> **Instructions for the task**
Lines with the word "TreeWalker": copy all of them from the entries below.

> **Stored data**
========================
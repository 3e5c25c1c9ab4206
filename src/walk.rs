//! Directory walker producing archive entries in deterministic pre-order

use anyhow::{Context, Result};
use std::fs::{self, File, Metadata};
use std::path::{Component, Path, PathBuf};
use std::time::UNIX_EPOCH;
use walkdir::WalkDir;

use crate::archive::{ArchiveEntry, SEPARATOR};
use crate::error::TransferError;

/// Walks `root` and names every node relative to `base`.
///
/// By default `base` is the parent of `root`, so the first segment of every
/// entry name is the root directory's own name (`/photos`, `/photos/a.jpg`).
#[derive(Debug, Clone)]
pub struct TreeWalker {
    root: PathBuf,
    base: PathBuf,
}

impl TreeWalker {
    pub fn new(root: &Path) -> Result<Self> {
        let root = fs::canonicalize(root)
            .with_context(|| format!("failed to resolve {}", root.display()))?;
        let base = root.parent().map(Path::to_path_buf).unwrap_or_else(|| root.clone());
        Ok(TreeWalker { root, base })
    }

    /// Walk `root` with names relative to an explicit `base`
    pub fn with_base(root: impl Into<PathBuf>, base: impl Into<PathBuf>) -> Self {
        TreeWalker {
            root: root.into(),
            base: base.into(),
        }
    }

    pub fn root(&self) -> &Path {
        &self.root
    }

    /// Lazily yields entries; regular files come with an open handle.
    /// The first error ends the walk.
    pub fn entries(&self) -> Entries {
        Entries {
            inner: WalkDir::new(&self.root)
                .follow_links(false)
                .sort_by_file_name()
                .into_iter(),
            base: self.base.clone(),
            failed: false,
        }
    }
}

pub struct Entries {
    inner: walkdir::IntoIter,
    base: PathBuf,
    failed: bool,
}

impl Iterator for Entries {
    type Item = Result<ArchiveEntry<File>>;

    fn next(&mut self) -> Option<Self::Item> {
        if self.failed {
            return None;
        }
        loop {
            let result = match self.inner.next()? {
                Ok(dent) => to_archive_entry(&self.base, dent.path()),
                Err(err) => Err(anyhow::Error::new(err).context("failed to walk directory")),
            };
            match result {
                Ok(Some(entry)) => return Some(Ok(entry)),
                Ok(None) => continue,
                Err(err) => {
                    self.failed = true;
                    return Some(Err(err));
                }
            }
        }
    }
}

/// Slash-separated name of `path` relative to `base`, with one leading
/// separator. A node that collapses to nothing is an error.
pub fn archive_name(base: &Path, path: &Path) -> Result<String, TransferError> {
    let unexpected = || TransferError::UnexpectedPath {
        path: path.to_path_buf(),
    };
    let relative = path.strip_prefix(base).map_err(|_| unexpected())?;

    let mut name = String::new();
    for component in relative.components() {
        if let Component::Normal(segment) = component {
            name.push(SEPARATOR);
            name.push_str(&segment.to_string_lossy());
        }
    }
    if name.is_empty() {
        return Err(unexpected());
    }
    Ok(name)
}

/// `None` for node types the archive has no room for (sockets, fifos, ...)
fn to_archive_entry(base: &Path, path: &Path) -> Result<Option<ArchiveEntry<File>>> {
    let name = archive_name(base, path)?;
    let meta = fs::symlink_metadata(path)
        .with_context(|| format!("failed to stat {}", path.display()))?;
    let mode = mode_bits(&meta);
    let mtime = meta
        .modified()
        .ok()
        .and_then(|t| t.duration_since(UNIX_EPOCH).ok())
        .map(|d| d.as_secs())
        .unwrap_or(0);

    let file_type = meta.file_type();
    let entry = if file_type.is_dir() {
        ArchiveEntry::directory(name, mode, mtime)
    } else if file_type.is_file() {
        let file =
            File::open(path).with_context(|| format!("failed to open {}", path.display()))?;
        ArchiveEntry::file(name, mode, mtime, meta.len(), file)
    } else if file_type.is_symlink() {
        let target = fs::read_link(path)
            .with_context(|| format!("failed to read link {}", path.display()))?;
        ArchiveEntry::symlink(name, target, mode, mtime)
    } else {
        return Ok(None);
    };
    Ok(Some(entry))
}

#[cfg(unix)]
fn mode_bits(meta: &Metadata) -> u32 {
    use std::os::unix::fs::PermissionsExt;
    meta.permissions().mode() & 0o7777
}

#[cfg(not(unix))]
fn mode_bits(meta: &Metadata) -> u32 {
    match (meta.is_dir(), meta.permissions().readonly()) {
        (true, _) => 0o755,
        (false, true) => 0o444,
        (false, false) => 0o644,
    }
}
========================
> **Reply**
pub struct TreeWalker {
impl TreeWalker {
        Ok(TreeWalker { root, base })
        TreeWalker {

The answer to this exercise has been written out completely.